Sunday, March 18, 2012

Environment Concern On India/Global!!!

India a land of agriculture.Indian agriculture mostly depend on monsoon and torrential rainfall.Monsoon and torrential rainfall based only on the large forest cover in India.The drastic globalization as been strong treat for forest.The treat were in the form of deforestation,forest fire,pouching and smuggling.We must take environment in concern when we plan for economy because Environment only determines the rain,Global warming,ecology and resource.

 

Deforestation

India is witnessing a rising demand for forest-based products. This is causing deforestation and encroachment into forest protected areas, which leads to a severe loss of natural resources.

It is estimated that total industrial round wood consumption in India could exceed 70 million m3 per year by the end of the decade (350,000 large shipping containers), while domestic supply would fall short of this figure by an estimated 14 million m3.

As the nation will have to depend heavily on imports to meet this growing demand, there is fear that this could result in loss of high conservation value forests and biodiversity elsewhere.
A thirst for palm oil
 
India is a big edible oil consumer. In fact, it is one of the three largest importers of palm oil in the world, along with EU and China. Of these imports, 95% come from Indonesia and Malaysia, causing negative social and environmental consequences in these exporting countries.

Conversion of natural forests for cultivating oil palm is a major threat to biodiversity and livelihoods in the tropics. Most of the lowland rainforest on the Indonesian island of Sumatra has already been lost, largely because of the clearance for oil palm and pulp wood plantations.

With the global demand for palm oil expected to increase from 28 million tonnes at present to about 50 million tonnes in 2030, there are very serious concerns that this will happen at the expense of biologically and economically important forests.

 

Pollution

Increasing competition for water among various sectors, including agriculture, industry, domestic, drinking, energy generation and others, is causing this precious natural resource to dry up. Increasing pollution is also leading to the destruction of the habitat of wildlife that lives in waterways.

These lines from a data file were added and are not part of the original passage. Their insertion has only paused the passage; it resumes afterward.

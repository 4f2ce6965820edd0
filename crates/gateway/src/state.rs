//! Application state for dependency injection.

use std::sync::Arc;

use auth_service_lib::AuthService;
use booking_service_lib::{HealthCheck, ServiceContainer};

use crate::access::AccessGate;
use crate::config::GatewayConfig;

/// Application state shared across handlers.
#[derive(Clone)]
pub struct AppState {
    pub services: Arc<dyn ServiceContainer>,
    pub auth: Arc<dyn AuthService>,
    pub health: Arc<dyn HealthCheck>,
    pub gate: AccessGate,
    pub config: GatewayConfig,
}

impl AppState {
    /// Create new app state.
    pub fn new(
        services: Arc<dyn ServiceContainer>,
        auth: Arc<dyn AuthService>,
        health: Arc<dyn HealthCheck>,
        config: GatewayConfig,
    ) -> Self {
        Self {
            services,
            auth,
            health,
            gate: AccessGate::new(config.access_policy),
            config,
        }
    }
}
//! Booking service configuration.

use common::{env_parse, AppError, AppResult, DatabaseConfig};
use domain::{
    BlockingPolicy, SlotGrid, DEFAULT_DAY_END_HOUR, DEFAULT_DAY_START_HOUR, DEFAULT_SLOT_MINUTES,
};

/// Daily booking window and slot rules.
#[derive(Debug, Clone, Copy, PartialEq, Eq)]
pub struct SlotConfig {
    pub day_start_hour: u32,
    pub day_end_hour: u32,
    pub step_minutes: u32,
    pub blocking: BlockingPolicy,
}

impl SlotConfig {
    pub fn from_env() -> AppResult<Self> {
        let config = Self {
            day_start_hour: env_parse(&["SLOT_DAY_START_HOUR"], DEFAULT_DAY_START_HOUR)?,
            day_end_hour: env_parse(&["SLOT_DAY_END_HOUR"], DEFAULT_DAY_END_HOUR)?,
            step_minutes: env_parse(&["SLOT_STEP_MINUTES"], DEFAULT_SLOT_MINUTES)?,
            blocking: env_parse(&["SLOT_BLOCKING"], BlockingPolicy::default())?,
        };
        // Fail at startup rather than on the first availability query
        config.grid()?;
        Ok(config)
    }

    pub fn grid(&self) -> AppResult<SlotGrid> {
        SlotGrid::new(self.day_start_hour, self.day_end_hour, self.step_minutes)
            .map_err(|e| AppError::config(e.to_string()))
    }
}

impl Default for SlotConfig {
    fn default() -> Self {
        Self {
            day_start_hour: DEFAULT_DAY_START_HOUR,
            day_end_hour: DEFAULT_DAY_END_HOUR,
            step_minutes: DEFAULT_SLOT_MINUTES,
            blocking: BlockingPolicy::default(),
        }
    }
}

/// Booking service configuration.
#[derive(Debug, Clone, Default)]
pub struct BookingServiceConfig {
    pub database: DatabaseConfig,
    pub slots: SlotConfig,
}

impl BookingServiceConfig {
    /// Load configuration from environment variables.
    pub fn from_env() -> AppResult<Self> {
        Ok(Self {
            database: DatabaseConfig::from_env()?,
            slots: SlotConfig::from_env()?,
        })
    }
}
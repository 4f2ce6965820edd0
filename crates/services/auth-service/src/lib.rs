//! Auth Service Library
//!
//! Resolves principals from the credential store, checks passwords and
//! signs the session tokens carried in the session cookie.

pub mod config;
pub mod resolver;
pub mod service;

use std::sync::Arc;

use booking_service_lib::repository::UserStore;
use sea_orm::DatabaseConnection;

pub use crate::config::AuthServiceConfig;
pub use crate::resolver::{CredentialResolver, Credentials, PrincipalResolver};
pub use crate::service::{AuthService, Authenticator, Claims, Session};

/// Build the authenticator over the credential store.
pub fn authenticator(db: DatabaseConnection, config: &AuthServiceConfig) -> Authenticator {
    let resolver = CredentialResolver::new(Arc::new(UserStore::new(db)));
    Authenticator::new(Arc::new(resolver), config.jwt.clone())
}
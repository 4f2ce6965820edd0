//! Domain layer - Core business entities and value objects.
//!
//! Pure types and rules with no infrastructure dependencies: roles and
//! principals, users, reservations, the slot grid and password hashing.

pub mod constants;
pub mod error;
pub mod password;
pub mod principal;
pub mod reservation;
pub mod role;
pub mod slot;
pub mod user;

pub use constants::*;
pub use error::{DomainError, DomainResult};
pub use password::Password;
pub use principal::Principal;
pub use reservation::{Reservation, ReservationDraft, ReservationView};
pub use role::Role;
pub use slot::{format_slot, BlockingPolicy, SlotGrid};
pub use user::{
    join_full_name, normalize_email, split_full_name, NewUser, Registration, RoleRecord, User,
    UserProfile,
};
use std::path::Path;

use clap::ValueEnum;

use crate::config::StoreOptions;
use crate::error::SlideError;

use super::backend::SlideBackend;
use super::direct::DirectSlide;
use super::resolutions::ResolutionsSlide;

/// Which slide backend a store opens.
#[derive(Debug, Clone, Copy, Default, PartialEq, Eq, Hash, ValueEnum)]
pub enum BackendKind {
    /// RGBA regions, level attributes exposed directly, closable
    #[default]
    Direct,

    /// RGB regions, nested level attributes, decoded tile cache
    Resolutions,
}

impl BackendKind {
    pub const fn name(self) -> &'static str {
        match self {
            BackendKind::Direct => "direct",
            BackendKind::Resolutions => "resolutions",
        }
    }
}

/// Open a slide with the selected backend.
pub async fn open_slide(
    kind: BackendKind,
    path: impl AsRef<Path>,
    options: &StoreOptions,
) -> Result<Box<dyn SlideBackend>, SlideError> {
    let backend: Box<dyn SlideBackend> = match kind {
        BackendKind::Direct => Box::new(DirectSlide::open(path).await?),
        BackendKind::Resolutions => Box::new(
            ResolutionsSlide::open(path, options.cache_capacity_mb, options.record_cache_stats)
                .await?,
        ),
    };
    Ok(backend)
}
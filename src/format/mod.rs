//! Slide file formats.
//!
//! Everything here is TIFF based: Aperio SVS is recognized by the "Aperio"
//! marker in its ImageDescription, anything else tiled is read as a generic
//! pyramidal TIFF.

pub mod decode;
pub mod detect;
pub mod jpeg;
pub mod properties;
pub mod tiff;

pub use decode::{decode_tile, DecodedTile, TileLayout};
pub use detect::{detect_format, is_tiff_header, SlideFormat};
pub use properties::SlideProperties;
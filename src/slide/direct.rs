use std::path::{Path, PathBuf};
use std::sync::Arc;

use async_trait::async_trait;
use tracing::debug;

use crate::error::SlideError;
use crate::format::SlideProperties;
use crate::io::FileRangeReader;

use super::backend::{LevelProperties, PixelBuffer, SlideBackend, SlideIdentity};
use super::tiled::{OutputLayout, TiledSlide};

/// Slide backend that exposes its pyramid as direct attributes and renders
/// RGBA regions.
///
/// Identified by filename. Closing releases the file; reads after that fail
/// with a closed-resource error.
pub struct DirectSlide {
    path: PathBuf,
    slide: TiledSlide<FileRangeReader>,
    level_dimensions: Vec<(u32, u32)>,
    level_downsamples: Vec<f64>,
}

impl DirectSlide {
    pub async fn open(path: impl AsRef<Path>) -> Result<Self, SlideError> {
        let path = path.as_ref().to_path_buf();
        let reader = Arc::new(FileRangeReader::open(&path).await?);
        let slide = TiledSlide::open(reader, None).await?;

        Ok(Self {
            level_dimensions: slide.level_dimensions(),
            level_downsamples: slide.level_downsamples(),
            path,
            slide,
        })
    }

    pub fn is_closed(&self) -> bool {
        self.slide.reader().is_closed()
    }
}

#[async_trait]
impl SlideBackend for DirectSlide {
    fn levels(&self) -> LevelProperties<'_> {
        LevelProperties::Direct {
            level_count: self.level_dimensions.len(),
            level_dimensions: &self.level_dimensions,
            level_downsamples: &self.level_downsamples,
        }
    }

    fn channels(&self) -> usize {
        OutputLayout::Rgba.channels()
    }

    fn identity(&self) -> Option<SlideIdentity<'_>> {
        Some(SlideIdentity::Filename(&self.path))
    }

    async fn read_region(
        &self,
        origin: (u64, u64),
        level: usize,
        size: (u32, u32),
    ) -> Result<PixelBuffer, SlideError> {
        if self.is_closed() {
            return Err(SlideError::Closed(self.path.display().to_string()));
        }
        self.slide
            .read_region(origin, level, size, OutputLayout::Rgba)
            .await
    }

    fn close(&self) {
        if !self.is_closed() {
            self.slide.reader().close();
            debug!(slide = %self.path.display(), "closed slide");
        }
    }

    fn properties(&self) -> Option<&SlideProperties> {
        Some(self.slide.properties())
    }
}
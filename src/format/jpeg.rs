//! Abbreviated JPEG tile handling.
//!
//! Tiled TIFFs with Compression = 7 usually store the quantization (DQT) and
//! Huffman (DHT) tables once in the `JPEGTables` tag. Each tile then carries an
//! abbreviated stream: SOI, frame header, scan, EOI, but no tables. Before a
//! tile can be decoded the two are spliced:
//!
//! ```text
//! tables: SOI DQT DHT EOI
//! tile:   SOI SOF SOS <entropy data> EOI
//! merged: SOI DQT DHT SOF SOS <entropy data> EOI
//! ```

use bytes::{Bytes, BytesMut};

pub const SOI: [u8; 2] = [0xFF, 0xD8];
pub const EOI: [u8; 2] = [0xFF, 0xD9];
pub const DQT: [u8; 2] = [0xFF, 0xDB];
pub const SOS: [u8; 2] = [0xFF, 0xDA];

const MARKER_DQT: u8 = 0xDB;
const MARKER_SOS: u8 = 0xDA;

/// Walk the marker segments before the first scan and report whether any of
/// them defines a quantization table.
///
/// Returns `None` if the data does not start with SOI or no scan is found.
fn header_defines_tables(data: &[u8]) -> Option<bool> {
    if data.len() < 4 || data[..2] != SOI {
        return None;
    }

    let mut pos = 2;
    while pos + 1 < data.len() {
        if data[pos] != 0xFF {
            pos += 1;
            continue;
        }
        match data[pos + 1] {
            MARKER_DQT => return Some(true),
            MARKER_SOS => return Some(false),
            // Fill bytes and standalone markers carry no length
            0xFF => pos += 1,
            0x01 | 0xD0..=0xD9 => pos += 2,
            _ => {
                if pos + 3 >= data.len() {
                    return None;
                }
                let length = u16::from_be_bytes([data[pos + 2], data[pos + 3]]) as usize;
                pos += 2 + length;
            }
        }
    }
    None
}

/// Whether the stream reaches its scan without defining any tables.
pub fn is_abbreviated_stream(data: &[u8]) -> bool {
    header_defines_tables(data) == Some(false)
}

/// Whether the stream defines its own quantization tables.
pub fn is_complete_stream(data: &[u8]) -> bool {
    header_defines_tables(data) == Some(true)
}

/// Splice a `JPEGTables` blob in front of an abbreviated tile.
///
/// The trailing EOI of the tables and the leading SOI of the tile are dropped
/// so the result has exactly one of each.
pub fn merge_jpeg_tables(tables: &[u8], tile_data: &[u8]) -> Bytes {
    if tile_data.is_empty() {
        return Bytes::new();
    }
    if tables.is_empty() {
        return Bytes::copy_from_slice(tile_data);
    }

    let tables = tables.strip_suffix(&EOI).unwrap_or(tables);
    let tile = tile_data.strip_prefix(&SOI).unwrap_or(tile_data);

    let mut merged = BytesMut::with_capacity(tables.len() + tile.len());
    merged.extend_from_slice(tables);
    merged.extend_from_slice(tile);
    merged.freeze()
}

/// Produce a self-contained JPEG for a tile, merging shared tables when the
/// tile needs them.
pub fn prepare_tile_jpeg(tables: Option<&[u8]>, tile_data: &[u8]) -> Bytes {
    match tables {
        Some(tables) if is_abbreviated_stream(tile_data) => merge_jpeg_tables(tables, tile_data),
        _ => Bytes::copy_from_slice(tile_data),
    }
}
#[async_trait]
impl SlideBackend for RecordingSlide {
    fn levels(&self) -> LevelProperties<'_> {
        match &self.resolutions {
            Some(res) => LevelProperties::Nested(res),
            None => LevelProperties::Direct {
                level_count: self.dims.len(),
                level_dimensions: &self.dims,
                level_downsamples: &self.downsamples,
            },
        }
    }

    fn channels(&self) -> usize {
        self.channels
    }

    fn identity(&self) -> Option<SlideIdentity<'_>> {
        self.identity.as_ref().map(|(is_filename, path)| {
            if *is_filename {
                SlideIdentity::Filename(path)
            } else {
                SlideIdentity::Path(path)
            }
        })
    }

    async fn read_region(
        &self,
        origin: (u64, u64),
        level: usize,
        size: (u32, u32),
    ) -> Result<PixelBuffer, SlideError> {
        self.requests.lock().unwrap().push(RegionRequest {
            origin,
            level,
            size,
        });

        if self.closed.load(Ordering::SeqCst) {
            return Err(match self.after_close {
                AfterClose::ReportClosed => SlideError::Io(IoError::Closed("stub".into())),
                AfterClose::GenericFailure => SlideError::Decode {
                    message: "handle released".into(),
                },
            });
        }

        Ok(PixelBuffer::filled(size.0, size.1, self.channels, level as u8))
    }

    fn close(&self) {
        self.closed.store(true, Ordering::SeqCst);
    }
}

/// Forwards to a shared [`RecordingSlide`] so tests keep a handle on it
/// after giving the store ownership.
pub struct SharedSlide(pub std::sync::Arc<RecordingSlide>);

#[async_trait]
impl SlideBackend for SharedSlide {
    fn levels(&self) -> LevelProperties<'_> {
        self.0.levels()
    }

    fn channels(&self) -> usize {
        self.0.channels()
    }

    fn identity(&self) -> Option<SlideIdentity<'_>> {
        self.0.identity()
    }

    async fn read_region(
        &self,
        origin: (u64, u64),
        level: usize,
        size: (u32, u32),
    ) -> Result<PixelBuffer, SlideError> {
        self.0.read_region(origin, level, size).await
    }

    fn close(&self) {
        self.0.close()
    }
}

// =============================================================================
// Test JPEG Creation
// =============================================================================

/// Encode an RGB image as a baseline JPEG.
pub fn encode_jpeg(img: &RgbImage, quality: u8) -> Vec<u8> {
    let mut buf = Vec::new();
    JpegEncoder::new_with_quality(&mut buf, quality)
        .encode_image(img)
        .unwrap();
    buf
}

/// Split a complete JPEG into a `JPEGTables` blob (SOI, DQT/DHT, EOI) and an
/// abbreviated stream (SOI, remaining segments, scan, EOI).
pub fn split_jpeg_tables(jpeg: &[u8]) -> (Vec<u8>, Vec<u8>) {
    let mut tables = vec![0xFF, 0xD8];
    let mut tile = vec![0xFF, 0xD8];

    let mut i = 2;
    while i + 3 < jpeg.len() {
        assert_eq!(jpeg[i], 0xFF, "expected marker at {i}");
        let marker = jpeg[i + 1];
        if marker == 0xDA {
            tile.extend_from_slice(&jpeg[i..]);
            break;
        }
        let len = u16::from_be_bytes([jpeg[i + 2], jpeg[i + 3]]) as usize;
        let segment = &jpeg[i..i + 2 + len];
        match marker {
            0xDB | 0xC4 => tables.extend_from_slice(segment),
            _ => tile.extend_from_slice(segment),
        }
        i += 2 + len;
    }

    tables.extend_from_slice(&[0xFF, 0xD9]);
    (tables, tile)
}

// =============================================================================
// TIFF File Builder
// =============================================================================

#[derive(Debug, Clone, Copy, PartialEq, Eq)]
pub enum ByteOrderType {
    LittleEndian,
    BigEndian,
}

/// How tiles are stored.
#[derive(Debug, Clone, Copy, PartialEq, Eq)]
pub enum TileEncoding {
    /// Compression 1, 3 samples per pixel
    Raw,
    /// Compression 7, complete JPEG per tile
    Jpeg,
    /// Compression 7, tables shared through JPEGTables
    AbbreviatedJpeg,
    /// Compression 5 (LZW); payload is garbage, only the tag matters
    Lzw,
}

/// Color of the level-space pixel `(x, y)` at `level`.
pub type PixelFn = fn(usize, u32, u32) -> [u8; 3];

/// Default pattern: distinct per level and position, exact for raw tiles.
pub fn pattern(level: usize, x: u32, y: u32) -> [u8; 3] {
    [(x % 251) as u8, (y % 241) as u8, (level * 40) as u8]
}

/// Constant color per tile, for lossy JPEG checks.
pub fn tile_color(level: usize, x: u32, y: u32) -> [u8; 3] {
    let tx = x / 64;
    let ty = y / 64;
    [
        if (tx + ty) % 2 == 0 { 220 } else { 30 },
        (level * 60) as u8,
        if tx % 2 == 0 { 40 } else { 200 },
    ]
}

#[derive(Debug, Clone)]
struct LevelSpec {
    width: u32,
    height: u32,
    tile: u32,
}

struct Entry {
    tag: u16,
    field_type: u16,
    count: u64,
    /// Value bytes in file byte order
    data: Vec<u8>,
}

/// Builds pyramidal TIFF files level by level.
pub struct TiffBuilder {
    byte_order: ByteOrderType,
    is_bigtiff: bool,
    encoding: TileEncoding,
    pixel: PixelFn,
    description: Option<String>,
    levels: Vec<LevelSpec>,
    label: bool,
}

impl Default for TiffBuilder {
    fn default() -> Self {
        Self::new()
    }
}
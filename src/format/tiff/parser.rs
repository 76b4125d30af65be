//! TIFF header and IFD parsing.
//!
//! ## Classic TIFF
//! ```text
//! Header (8 bytes):   II|MM, 42, u32 first IFD offset
//! IFD:                u16 entry count, 12-byte entries, u32 next IFD offset
//! Entry:              u16 tag, u16 type, u32 count, 4-byte value/offset
//! ```
//!
//! ## BigTIFF
//! ```text
//! Header (16 bytes):  II|MM, 43, u16 offset size (8), u16 reserved, u64 first IFD offset
//! IFD:                u64 entry count, 20-byte entries, u64 next IFD offset
//! Entry:              u16 tag, u16 type, u64 count, 8-byte value/offset
//! ```

use crate::error::TiffError;
use crate::io::{read_u16_be, read_u16_le, read_u32_be, read_u32_le, read_u64_be, read_u64_le};

use super::tags::{FieldType, TiffTag};

/// Size of classic TIFF header in bytes
pub const TIFF_HEADER_SIZE: usize = 8;

/// Size of BigTIFF header in bytes
pub const BIGTIFF_HEADER_SIZE: usize = 16;

const VERSION_TIFF: u16 = 42;
const VERSION_BIGTIFF: u16 = 43;

// =============================================================================
// ByteOrder
// =============================================================================

/// Byte order (endianness) of a TIFF file.
#[derive(Debug, Clone, Copy, PartialEq, Eq)]
pub enum ByteOrder {
    /// "II"
    LittleEndian,
    /// "MM"
    BigEndian,
}

impl ByteOrder {
    #[inline]
    pub fn read_u16(self, bytes: &[u8]) -> u16 {
        match self {
            ByteOrder::LittleEndian => read_u16_le(bytes),
            ByteOrder::BigEndian => read_u16_be(bytes),
        }
    }

    #[inline]
    pub fn read_u32(self, bytes: &[u8]) -> u32 {
        match self {
            ByteOrder::LittleEndian => read_u32_le(bytes),
            ByteOrder::BigEndian => read_u32_be(bytes),
        }
    }

    #[inline]
    pub fn read_u64(self, bytes: &[u8]) -> u64 {
        match self {
            ByteOrder::LittleEndian => read_u64_le(bytes),
            ByteOrder::BigEndian => read_u64_be(bytes),
        }
    }
}

// =============================================================================
// TiffHeader
// =============================================================================

/// Parsed TIFF file header.
#[derive(Debug, Clone, Copy, PartialEq, Eq)]
pub struct TiffHeader {
    pub byte_order: ByteOrder,

    /// Whether offsets and counts are 64-bit
    pub is_bigtiff: bool,

    pub first_ifd_offset: u64,
}

impl TiffHeader {
    /// Parse a TIFF header from the first bytes of a file.
    ///
    /// `bytes` needs 8 bytes for classic TIFF and 16 for BigTIFF. The first IFD
    /// offset must lie inside `file_size`.
    pub fn parse(bytes: &[u8], file_size: u64) -> Result<Self, TiffError> {
        if bytes.len() < TIFF_HEADER_SIZE {
            return Err(TiffError::FileTooSmall {
                required: TIFF_HEADER_SIZE as u64,
                actual: bytes.len() as u64,
            });
        }

        let byte_order = match &bytes[0..2] {
            b"II" => ByteOrder::LittleEndian,
            b"MM" => ByteOrder::BigEndian,
            _ => return Err(TiffError::InvalidMagic(read_u16_le(bytes))),
        };

        let version = byte_order.read_u16(&bytes[2..4]);
        let (is_bigtiff, first_ifd_offset) = match version {
            VERSION_TIFF => (false, byte_order.read_u32(&bytes[4..8]) as u64),
            VERSION_BIGTIFF => {
                if bytes.len() < BIGTIFF_HEADER_SIZE {
                    return Err(TiffError::FileTooSmall {
                        required: BIGTIFF_HEADER_SIZE as u64,
                        actual: bytes.len() as u64,
                    });
                }
                let offset_size = byte_order.read_u16(&bytes[4..6]);
                if offset_size != 8 {
                    return Err(TiffError::InvalidBigTiffOffsetSize(offset_size));
                }
                (true, byte_order.read_u64(&bytes[8..16]))
            }
            other => return Err(TiffError::InvalidVersion(other)),
        };

        if first_ifd_offset >= file_size {
            return Err(TiffError::InvalidIfdOffset(first_ifd_offset));
        }

        Ok(TiffHeader {
            byte_order,
            is_bigtiff,
            first_ifd_offset,
        })
    }

    /// Size of one IFD entry: 12 bytes (TIFF) or 20 bytes (BigTIFF).
    #[inline]
    pub const fn ifd_entry_size(&self) -> usize {
        if self.is_bigtiff {
            20
        } else {
            12
        }
    }

    /// Size of the entry count at the start of an IFD.
    #[inline]
    pub const fn ifd_count_size(&self) -> usize {
        if self.is_bigtiff {
            8
        } else {
            2
        }
    }

    /// Size of the value/offset field, which is also the inline threshold.
    #[inline]
    pub const fn value_offset_size(&self) -> usize {
        if self.is_bigtiff {
            8
        } else {
            4
        }
    }
}

// =============================================================================
// IFD Entries
// =============================================================================

/// A single IFD entry.
///
/// Values that fit in the value/offset field are stored inline; everything
/// else is an offset into the file.
#[derive(Debug, Clone, PartialEq, Eq)]
pub struct IfdEntry {
    pub tag_id: u16,

    /// Parsed field type, `None` if the type is not one we understand
    pub field_type: Option<FieldType>,

    pub field_type_raw: u16,

    /// Number of values (not bytes)
    pub count: u64,

    /// Raw value/offset field (4 or 8 bytes, file byte order)
    pub value_offset_bytes: Vec<u8>,

    pub is_inline: bool,
}

impl IfdEntry {
    /// Total size of the value in bytes, if the field type is known.
    pub fn value_byte_size(&self) -> Option<u64> {
        self.field_type
            .map(|ft| ft.size_in_bytes() as u64 * self.count)
    }

    /// The value/offset field interpreted as a file offset.
    pub fn value_offset(&self, byte_order: ByteOrder) -> u64 {
        if self.value_offset_bytes.len() >= 8 {
            byte_order.read_u64(&self.value_offset_bytes)
        } else {
            byte_order.read_u32(&self.value_offset_bytes) as u64
        }
    }

    /// Read a single unsigned integer stored inline.
    ///
    /// Returns `None` for arrays, non-integer types, or out-of-line values.
    pub fn inline_u64(&self, byte_order: ByteOrder) -> Option<u64> {
        if !self.is_inline || self.count != 1 {
            return None;
        }
        let bytes = &self.value_offset_bytes;
        match self.field_type? {
            FieldType::Byte => Some(bytes[0] as u64),
            FieldType::Short => Some(byte_order.read_u16(bytes) as u64),
            FieldType::Long => Some(byte_order.read_u32(bytes) as u64),
            FieldType::Long8 if bytes.len() >= 8 => Some(byte_order.read_u64(bytes)),
            _ => None,
        }
    }

    /// Read a single inline unsigned integer that fits in 32 bits.
    pub fn inline_u32(&self, byte_order: ByteOrder) -> Option<u32> {
        self.inline_u64(byte_order)
            .and_then(|v| u32::try_from(v).ok())
    }
}

// =============================================================================
// IFD
// =============================================================================

/// A parsed Image File Directory.
#[derive(Debug, Clone, Default, PartialEq, Eq)]
pub struct Ifd {
    /// Entries in file order (TIFF requires ascending tag order)
    pub entries: Vec<IfdEntry>,

    /// Offset of the next IFD, 0 if this is the last one
    pub next_ifd_offset: u64,
}

impl Ifd {
    pub fn empty() -> Self {
        Self::default()
    }

    /// Total byte size of an IFD with `entry_count` entries, including the
    /// leading count and the trailing next-IFD offset.
    pub fn calculate_size(entry_count: u64, header: &TiffHeader) -> usize {
        header.ifd_count_size()
            + entry_count as usize * header.ifd_entry_size()
            + header.value_offset_size()
    }

    /// Parse an IFD from bytes beginning at the IFD's offset.
    pub fn parse(bytes: &[u8], header: &TiffHeader) -> Result<Self, TiffError> {
        let byte_order = header.byte_order;
        let count_size = header.ifd_count_size();
        let too_small = |required: usize| TiffError::FileTooSmall {
            required: required as u64,
            actual: bytes.len() as u64,
        };

        if bytes.len() < count_size {
            return Err(too_small(count_size));
        }
        let entry_count = if header.is_bigtiff {
            byte_order.read_u64(bytes)
        } else {
            byte_order.read_u16(bytes) as u64
        };

        let required = Self::calculate_size(entry_count, header);
        if bytes.len() < required {
            return Err(too_small(required));
        }

        let entry_size = header.ifd_entry_size();
        let value_size = header.value_offset_size();
        let mut entries = Vec::with_capacity(entry_count as usize);

        for i in 0..entry_count as usize {
            let raw = &bytes[count_size + i * entry_size..count_size + (i + 1) * entry_size];
            let tag_id = byte_order.read_u16(&raw[0..2]);
            let field_type_raw = byte_order.read_u16(&raw[2..4]);
            let field_type = FieldType::from_u16(field_type_raw);

            let (count, value_start) = if header.is_bigtiff {
                (byte_order.read_u64(&raw[4..12]), 12)
            } else {
                (byte_order.read_u32(&raw[4..8]) as u64, 8)
            };
            let value_offset_bytes = raw[value_start..value_start + value_size].to_vec();

            let is_inline = field_type
                .map(|ft| ft.size_in_bytes() as u64 * count <= value_size as u64)
                .unwrap_or(false);

            entries.push(IfdEntry {
                tag_id,
                field_type,
                field_type_raw,
                count,
                value_offset_bytes,
                is_inline,
            });
        }

        let next_start = count_size + entry_count as usize * entry_size;
        let next_ifd_offset = if header.is_bigtiff {
            byte_order.read_u64(&bytes[next_start..])
        } else {
            byte_order.read_u32(&bytes[next_start..]) as u64
        };

        Ok(Ifd {
            entries,
            next_ifd_offset,
        })
    }

    pub fn get_entry_by_tag(&self, tag: TiffTag) -> Option<&IfdEntry> {
        self.entries.iter().find(|e| e.tag_id == tag.as_u16())
    }

    /// Read an inline scalar tag as u32.
    pub fn get_u32(&self, tag: TiffTag, byte_order: ByteOrder) -> Option<u32> {
        self.get_entry_by_tag(tag)?.inline_u32(byte_order)
    }

    pub fn image_width(&self, byte_order: ByteOrder) -> Option<u32> {
        self.get_u32(TiffTag::ImageWidth, byte_order)
    }

    pub fn image_height(&self, byte_order: ByteOrder) -> Option<u32> {
        self.get_u32(TiffTag::ImageLength, byte_order)
    }

    pub fn tile_width(&self, byte_order: ByteOrder) -> Option<u32> {
        self.get_u32(TiffTag::TileWidth, byte_order)
    }

    pub fn tile_height(&self, byte_order: ByteOrder) -> Option<u32> {
        self.get_u32(TiffTag::TileLength, byte_order)
    }

    pub fn compression(&self, byte_order: ByteOrder) -> Option<u16> {
        self.get_u32(TiffTag::Compression, byte_order)
            .map(|v| v as u16)
    }

    pub fn samples_per_pixel(&self, byte_order: ByteOrder) -> Option<u16> {
        self.get_u32(TiffTag::SamplesPerPixel, byte_order)
            .map(|v| v as u16)
    }

    /// Whether the image is stored as tiles rather than strips.
    pub fn is_tiled(&self) -> bool {
        self.get_entry_by_tag(TiffTag::TileWidth).is_some()
            && self.get_entry_by_tag(TiffTag::TileLength).is_some()
    }
}

// =============================================================================
// Tests
// =============================================================================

A Global Environmental Statistics:

  • The Wildlife trade involves hundreds of millions of wild plants and animals from tens of thousands of species. To provide a glimpse of the scale of wildlife trafficking, there are records of over 100 million tonnes of fish, 1.5 million live birds and 440,000 tonnes of medicinal plants in trade in just one year. 
  • 53% of the world’s fisheries are fully exploited, and 32% are overexploited, depleted, or recovering from depletion

  • Most of the top ten marine fisheries, accounting for about 30% of all capture fisheries production, are fully exploited or overexploited
     
  • As many as 90% of all the ocean’s large fish have been fished out

  • Several important commercial fish populations have declined to the point where their survival is threatened
     
  • Unless the current situation improves, stocks of all species currently fished for food are predicted to collapse by 2048
  • 12-15 million hectares of forest are lost each year, the equivalent of 36 football fields per minute.
  • Forests cover 31% of total land area.
     
  • The livelihoods of 1.6 billion people depend on forests.
     
  • Forests provide a home to more than 300 million people worldwide.
     
  • The total global trade in forest products was valued at around $379 billion in 2005.
     
  • Forests are home to 80% of terrestrial biodiversity.

  • Paper production is causing a large ecological footprint on forests, as around 40% of the world's commercially cut timber is processed for paper.